● Brief
Exactly how many lines in the entries contain "ValidationIssue"? Give that number alone.

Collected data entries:
★ ★ ★ ★ ★ ★ ★

//! Validation result types.

use std::fmt;

use serde::{Deserialize, Serialize};

/// The wizard area an issue belongs to.
#[derive(Debug, Clone, Copy, PartialEq, Eq, Serialize, Deserialize)]
#[serde(rename_all = "SCREAMING_SNAKE_CASE")]
pub enum IssueCategory {
    BasicDetails,
    PhoneSystem,
    Fax,
    Devices,
    CallFlow,
    WorkingHours,
}

/// A single error or warning.
#[derive(Debug, Clone, PartialEq, Eq, Serialize, Deserialize)]
#[serde(rename_all = "camelCase")]
pub struct ValidationIssue {
    pub category: IssueCategory,
    pub field: String,
    pub message: String,
}

impl fmt::Display for ValidationIssue {
    fn fmt(&self, f: &mut fmt::Formatter<'_>) -> fmt::Result {
        f.write_str(&self.message)
    }
}

/// Errors block submission; warnings never do.
#[derive(Debug, Clone, PartialEq, Eq, Serialize, Deserialize)]
#[serde(rename_all = "camelCase")]
pub struct ValidationResult {
    pub is_valid: bool,
    pub errors: Vec<ValidationIssue>,
    pub warnings: Vec<ValidationIssue>,
}

impl Default for ValidationResult {
    fn default() -> Self {
        Self::new()
    }
}

impl ValidationResult {
    pub fn new() -> Self {
        Self {
            is_valid: true,
            errors: Vec::new(),
            warnings: Vec::new(),
        }
    }

    pub fn error(&mut self, category: IssueCategory, field: &str, message: impl Into<String>) {
        self.errors.push(ValidationIssue {
            category,
            field: field.to_string(),
            message: message.into(),
        });
        self.is_valid = false;
    }

    pub fn warning(&mut self, category: IssueCategory, field: &str, message: impl Into<String>) {
        self.warnings.push(ValidationIssue {
            category,
            field: field.to_string(),
            message: message.into(),
        });
    }

    /// Append another result's errors and warnings.
    pub fn merge(&mut self, other: ValidationResult) {
        self.errors.extend(other.errors);
        self.warnings.extend(other.warnings);
        self.is_valid = self.errors.is_empty();
    }

    pub fn has_error(&self, message: &str) -> bool {
        self.errors.iter().any(|e| e.message == message)
    }

    pub fn has_warning(&self, message: &str) -> bool {
        self.warnings.iter().any(|w| w.message == message)
    }
}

★ ★ ★ ★ ★ ★ ★

● Your solution
6